MC Task: #1443 Date: 2026-02-19 Auditor: software-arch (CloudForge team) Application: Drop Fintech Payment App (Next.js 15 + SQLite/PostgreSQL dual-driver)


1. Twelve-Factor Compliance

I. Codebase — PASS

  • Evidence: Single Git repository at /Users/makinja/ALAI/products/Drop/
  • .github/workflows/ci.yml triggers on main and develop branches
  • One codebase tracked in revision control, multiple deploys (staging via Fly.io, production via Docker Compose)

II. Dependencies — PASS

  • Evidence: package.json:1-55 declares all dependencies explicitly
  • npm ci used in CI (ci.yml:36) and Dockerfile (Dockerfile:6) for deterministic installs
  • package-lock.json referenced in Dockerfile COPY (Dockerfile:5) and CI cache (ci.yml:32)
  • Native modules (better-sqlite3) handled via apk add python3 make g++ in Dockerfile

III. Config — PASS

  • Evidence: .env.example:1-87 documents all env vars with clear groupings
  • env.ts:1-45 validates critical vars at startup, crashes if missing in production
  • fly.toml:16-20 injects env vars at runtime
  • docker-compose.production.yml:7-8 uses ${JWT_SECRET:?} required substitution
  • db.ts:9 — database driver selected via DATABASE_URL env var
  • db.ts:26-30 — SQLite path varies by environment (Vercel /tmp, Docker /app/data, local ./data)
  • Feature flags externalized as NEXT_PUBLIC_FF_* env vars (Dockerfile:19-26)
  • Minor concern: NEXT_PUBLIC_* vars are baked into the build at compile time (Next.js limitation), requiring rebuild for changes.
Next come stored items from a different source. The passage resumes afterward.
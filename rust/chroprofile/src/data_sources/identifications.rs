//! Tab-delimited identification tables.
//!
//! The header is sniffed to pick the retention time column: tables produced
//! by a retention time predictor carry a `PredictionRetentionTime` column and
//! that value is used as identification time.
//!
//! Experiment and scan can either come from their own columns or from a
//! `FileScan` column in the `experiment.firstscan.lastscan.charge[.dta]`
//! form. Precursor m/z can be given directly or as MH+.

use once_cell::sync::Lazy;
use regex::Regex;
use std::path::Path;
use tracing::info;

use crate::errors::{
    ChroProfileError,
    PreconditionError,
    Result,
};
use crate::models::IdentifiedPeptide;
use crate::models::isotopes::PROTON_MASS;

pub const PREDICTION_MARKER: &str = "PredictionRetentionTime";

static FILE_SCAN: Lazy<Regex> = Lazy::new(|| {
    Regex::new(r"^(.+)\.(\d+)\.(\d+)\.(\d+)(\.[A-Za-z]+)?$").expect("file scan pattern is valid")
});

#[derive(Debug, Clone, Copy, PartialEq, Eq)]
pub enum IdentificationFormat {
    SearchResult,
    RetentionTimePrediction,
}

impl IdentificationFormat {
    pub fn sniff(header: &csv::StringRecord) -> Self {
        if header.iter().any(|c| c == PREDICTION_MARKER) {
            Self::RetentionTimePrediction
        } else {
            Self::SearchResult
        }
    }
}

#[derive(Debug, Clone, Copy)]
enum MzColumn {
    Mz(usize),
    MhPlus(usize),
}

#[derive(Debug)]
struct ColumnLayout {
    experiment: Option<usize>,
    first_scan: Option<usize>,
    file_scan: Option<usize>,
    sequence: usize,
    charge: usize,
    theoretical: MzColumn,
    observed: MzColumn,
    retention_time: Option<usize>,
}

fn find(header: &csv::StringRecord, names: &[&str]) -> Option<usize> {
    header
        .iter()
        .position(|c| names.iter().any(|n| c.trim().eq_ignore_ascii_case(n)))
}

fn find_mz(header: &csv::StringRecord, mz_names: &[&str], mh_names: &[&str]) -> Option<MzColumn> {
    find(header, mz_names)
        .map(MzColumn::Mz)
        .or_else(|| find(header, mh_names).map(MzColumn::MhPlus))
}

impl ColumnLayout {
    fn from_header(
        header: &csv::StringRecord,
        format: IdentificationFormat,
        path: &Path,
    ) -> Result<Self> {
        let experiment = find(header, &["Experimental", "Experiment", "RawFile"]);
        let first_scan = find(header, &["FirstScan", "Scan", "ScanNumber"]);
        let file_scan = find(header, &["FileScan"]);
        let sequence = find(header, &["Sequence", "Peptide"]);
        let charge = find(header, &["Charge"]);
        let theoretical = find_mz(header, &["TheoreticalMz"], &["TheoreticalMH+", "MH+"]);
        let observed = find_mz(
            header,
            &["ObservedMz", "PrecursorMz"],
            &["ObservedMH+", "ExperimentalMH+"],
        );
        let retention_time = match format {
            IdentificationFormat::RetentionTimePrediction => find(header, &[PREDICTION_MARKER]),
            IdentificationFormat::SearchResult => find(header, &["RetentionTime", "RT"]),
        };

        let mut missing = Vec::new();
        if experiment.is_none() && file_scan.is_none() {
            missing.push("Experimental (or FileScan)");
        }
        if first_scan.is_none() && file_scan.is_none() && retention_time.is_none() {
            missing.push("FirstScan (or FileScan, or RetentionTime)");
        }
        if sequence.is_none() {
            missing.push("Sequence");
        }
        if charge.is_none() {
            missing.push("Charge");
        }
        if theoretical.is_none() {
            missing.push("TheoreticalMz");
        }
        if observed.is_none() {
            missing.push("ObservedMz");
        }

        match (sequence, charge, theoretical, observed) {
            (Some(sequence), Some(charge), Some(theoretical), Some(observed))
                if missing.is_empty() =>
            {
                Ok(Self {
                    experiment,
                    first_scan,
                    file_scan,
                    sequence,
                    charge,
                    theoretical,
                    observed,
                    retention_time,
                })
            }
            _ => Err(PreconditionError::MissingColumns {
                path: path.to_path_buf(),
                columns: missing,
            }
            .into()),
        }
    }
}

fn field<'a>(record: &'a csv::StringRecord, idx: usize, name: &str) -> std::result::Result<&'a str, String> {
    record
        .get(idx)
        .map(str::trim)
        .filter(|s| !s.is_empty())
        .ok_or_else(|| format!("missing {}", name))
}

fn parse_field<T: std::str::FromStr>(
    record: &csv::StringRecord,
    idx: usize,
    name: &str,
) -> std::result::Result<T, String> {
    let value = field(record, idx, name)?;
    value
        .parse()
        .map_err(|_| format!("invalid {} '{}'", name, value))
}

fn mh_to_mz(mh: f64, charge: u8) -> f64 {
    (mh - PROTON_MASS) / charge.max(1) as f64 + PROTON_MASS
}

fn parse_mz(
    record: &csv::StringRecord,
    column: MzColumn,
    charge: u8,
    name: &str,
) -> std::result::Result<f64, String> {
    match column {
        MzColumn::Mz(idx) => parse_field(record, idx, name),
        MzColumn::MhPlus(idx) => parse_field(record, idx, name).map(|mh| mh_to_mz(mh, charge)),
    }
}

fn parse_row(
    record: &csv::StringRecord,
    layout: &ColumnLayout,
) -> std::result::Result<IdentifiedPeptide, String> {
    let file_scan = match layout.file_scan {
        Some(idx) => {
            let value = field(record, idx, "FileScan")?;
            let caps = FILE_SCAN
                .captures(value)
                .ok_or_else(|| format!("invalid FileScan '{}'", value))?;
            let scan: u32 = caps[2]
                .parse()
                .map_err(|_| format!("invalid FileScan '{}'", value))?;
            Some((caps[1].to_string(), scan))
        }
        None => None,
    };

    let experiment = match (layout.experiment, &file_scan) {
        (Some(idx), _) => field(record, idx, "Experimental")?.to_string(),
        (None, Some((exp, _))) => exp.clone(),
        (None, None) => return Err("missing experiment".to_string()),
    };
    let first_scan = match (layout.first_scan, &file_scan) {
        (Some(idx), _) => parse_field(record, idx, "FirstScan")?,
        (None, Some((_, scan))) => *scan,
        (None, None) => 0,
    };
    let retention_time: f64 = match layout.retention_time {
        Some(idx) => parse_field(record, idx, "RetentionTime")?,
        None => 0.0,
    };
    if !retention_time.is_finite() {
        return Err(format!("invalid RetentionTime '{}'", retention_time));
    }
    if first_scan == 0 && retention_time <= 0.0 {
        return Err("neither scan number nor retention time is known".to_string());
    }

    let charge: u8 = parse_field(record, layout.charge, "Charge")?;
    if charge == 0 {
        return Err("charge must be positive".to_string());
    }

    Ok(IdentifiedPeptide {
        experiment,
        sequence: field(record, layout.sequence, "Sequence")?.to_string(),
        charge,
        theoretical_mz: parse_mz(record, layout.theoretical, charge, "TheoreticalMz")?,
        observed_mz: parse_mz(record, layout.observed, charge, "ObservedMz")?,
        first_scan,
        retention_time,
    })
}

/// Reads every identification of a tab-delimited table.
///
/// All malformed rows are reported together; an empty table is an error.
pub fn read_identifications<T: AsRef<Path>>(path: T) -> Result<Vec<IdentifiedPeptide>> {
    let path = path.as_ref();
    let file = std::fs::File::open(path).map_err(|e| ChroProfileError::io(e, path))?;
    let mut rdr = csv::ReaderBuilder::new()
        .delimiter(b'\t')
        .flexible(true)
        .from_reader(file);

    let header = rdr.headers()?.clone();
    let format = IdentificationFormat::sniff(&header);
    let layout = ColumnLayout::from_header(&header, format, path)?;
    info!(
        "Reading identifications from {} as {:?}",
        path.display(),
        format
    );

    let mut identifications = Vec::new();
    let mut problems = Vec::new();
    for (i, result) in rdr.records().enumerate() {
        // Line 1 is the header.
        let line = i + 2;
        let record = result?;
        if record.iter().all(|f| f.trim().is_empty()) {
            continue;
        }
        match parse_row(&record, &layout) {
            Ok(ident) => identifications.push(ident),
            Err(msg) => problems.push(format!("line {}: {}", line, msg)),
        }
    }

    if !problems.is_empty() {
        return Err(PreconditionError::MalformedIdentifications {
            path: path.to_path_buf(),
            problems,
        }
        .into());
    }
    if identifications.is_empty() {
        return Err(PreconditionError::EmptyIdentifications {
            path: Some(path.to_path_buf()),
        }
        .into());
    }

    info!("Read {} identifications", identifications.len());
    Ok(identifications)
}

#[cfg(test)]
mod tests {
    use super::*;

    fn write_tmp(content: &str) -> tempfile::NamedTempFile {
        let file = tempfile::NamedTempFile::new().unwrap();
        std::fs::write(file.path(), content).unwrap();
        file
    }

    #[test]
    fn test_reads_plain_columns() {
        let file = write_tmp(
            "Experimental\tSequence\tCharge\tTheoreticalMz\tObservedMz\tFirstScan\tRetentionTime\n\
             Run_A\tK.PEPTIDEK.A\t2\t500.25\t500.251\t1200\t10.5\n\
             Run_B\tSAMPLER\t3\t400.1\t400.1\t88\t3.25\n",
        );
        let idents = read_identifications(file.path()).unwrap();
        assert_eq!(idents.len(), 2);
        assert_eq!(idents[0].experiment, "Run_A");
        assert_eq!(idents[0].charge, 2);
        assert_eq!(idents[0].first_scan, 1200);
        assert_eq!(idents[0].retention_time, 10.5);
        assert_eq!(idents[1].pure_sequence(), "SAMPLER");
    }

    #[test]
    fn test_prediction_marker_selects_predicted_time() {
        let file = write_tmp(
            "Experimental\tSequence\tCharge\tTheoreticalMz\tObservedMz\tFirstScan\tRetentionTime\tPredictionRetentionTime\n\
             Run_A\tPEPTIDEK\t2\t500.25\t500.251\t0\t10.5\t12.0\n",
        );
        let idents = read_identifications(file.path()).unwrap();
        assert_eq!(idents[0].retention_time, 12.0);
        assert_eq!(idents[0].first_scan, 0);
    }

    #[test]
    fn test_file_scan_and_mh_columns() {
        let file = write_tmp(
            "FileScan\tSequence\tCharge\tTheoreticalMH+\tObservedMH+\n\
             Run_C.2001.2001.2.dta\tR.SAMPLER.G\t2\t1001.0\t1001.0\n",
        );
        let idents = read_identifications(file.path()).unwrap();
        assert_eq!(idents[0].experiment, "Run_C");
        assert_eq!(idents[0].first_scan, 2001);
        let expected = (1001.0 - PROTON_MASS) / 2.0 + PROTON_MASS;
        assert!((idents[0].theoretical_mz - expected).abs() < 1e-9);
    }

    #[test]
    fn test_all_malformed_rows_are_reported() {
        let file = write_tmp(
            "Experimental\tSequence\tCharge\tTheoreticalMz\tObservedMz\tFirstScan\tRetentionTime\n\
             Run_A\tPEPTIDEK\tx\t500.25\t500.251\t10\t1.0\n\
             Run_A\tPEPTIDEK\t2\t500.25\t500.251\t10\t1.0\n\
             Run_A\tPEPTIDEK\t2\tabc\t500.251\t10\t1.0\n",
        );
        match read_identifications(file.path()).unwrap_err() {
            ChroProfileError::Precondition(PreconditionError::MalformedIdentifications {
                problems,
                ..
            }) => {
                assert_eq!(problems.len(), 2);
                assert!(problems[0].starts_with("line 2"));
                assert!(problems[1].starts_with("line 4"));
            }
            other => panic!("unexpected error {:?}", other),
        }
    }

    #[test]
    fn test_non_finite_retention_time_is_rejected() {
        let file = write_tmp(
            "Experimental\tSequence\tCharge\tTheoreticalMz\tObservedMz\tFirstScan\tRetentionTime\n\
             Run_A\tPEPTIDEK\t2\t500.25\t500.251\t0\tNaN\n\
             Run_A\tPEPTIDEK\t2\t500.25\t500.251\t12\tinf\n\
             Run_A\tPEPTIDEK\t2\t500.25\t500.251\t0\t10.5\n",
        );
        match read_identifications(file.path()).unwrap_err() {
            ChroProfileError::Precondition(PreconditionError::MalformedIdentifications {
                problems,
                ..
            }) => {
                assert_eq!(problems.len(), 2);
                assert!(problems[0].starts_with("line 2: invalid RetentionTime"));
                assert!(problems[1].starts_with("line 3: invalid RetentionTime"));
            }
            other => panic!("unexpected error {:?}", other),
        }
    }

    #[test]
    fn test_empty_and_incomplete_tables() {
        let file = write_tmp(
            "Experimental\tSequence\tCharge\tTheoreticalMz\tObservedMz\tFirstScan\tRetentionTime\n",
        );
        assert!(matches!(
            read_identifications(file.path()),
            Err(ChroProfileError::Precondition(
                PreconditionError::EmptyIdentifications { .. }
            ))
        ));

        let file = write_tmp("Experimental\tSequence\nRun_A\tPEPTIDEK\n");
        match read_identifications(file.path()).unwrap_err() {
            ChroProfileError::Precondition(PreconditionError::MissingColumns { columns, .. }) => {
                assert!(columns.contains(&"Charge"));
                assert!(columns.contains(&"TheoreticalMz"));
            }
            other => panic!("unexpected error {:?}", other),
        }
    }
}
This is inherent to Next.js, not a code deficiency.

IV. Backing Services — PASS

  • Evidence: db.ts:9-22 — database treated as attached resource via DATABASE_URL
  • PostgreSQL connection string is a single env var; switching databases requires zero code changes
  • docker-compose.production.yml:17-35 — PostgreSQL is a separate service with its own health check
  • BankID, PISP, AISP, Stripe, Sumsub — all configured via env vars (.env.example:19-53)

V. Build, Release, Run — PASS

  • Evidence: Dockerfile uses 3-stage build (deps → builder → runner)
  • Dockerfile:1-6 — Stage 1: dependency installation
  • Dockerfile:9-37 — Stage 2: application build with next build
  • Dockerfile:39-64 — Stage 3: minimal production runner
  • next.config.ts:8output: "standalone" generates self-contained deployment
  • CI builds Docker image tagged with commit SHA (ci.yml:63)
  • Build-time vs runtime config cleanly separated (ARG for build, ENV for runtime)

VI. Processes — PARTIAL

  • Evidence: Application runs as a single node server.js process (Dockerfile:64)
  • SQLite concern: When running with SQLite (no DATABASE_URL), the process is stateful — data lives on local filesystem at /app/data/drop.db. This works on Fly.io with mounted volumes (fly.toml:36-38) but violates share-nothing for horizontal scaling.
  • PostgreSQL mode: Fully stateless — pg.Pool connects to external database (db.ts:17-22). Multiple processes can run concurrently.
  • Rate limiting: rate_limits table in the database (middleware.ts:15-43), which works for single-instance but has race conditions under horizontal scale with SQLite.
  • Assessment: PARTIAL because SQLite mode is actively used (Fly.io staging). In PostgreSQL mode this would be PASS.

VII. Port Binding — PASS

  • Evidence: Dockerfile:61-62EXPOSE 3000, ENV PORT=3000, ENV HOSTNAME="0.0.0.0"
  • fly.toml:23internal_port = 3000
  • docker-compose.production.yml:5ports: "3000:3000"
  • Self-contained via Next.js standalone server, no external HTTP server dependency.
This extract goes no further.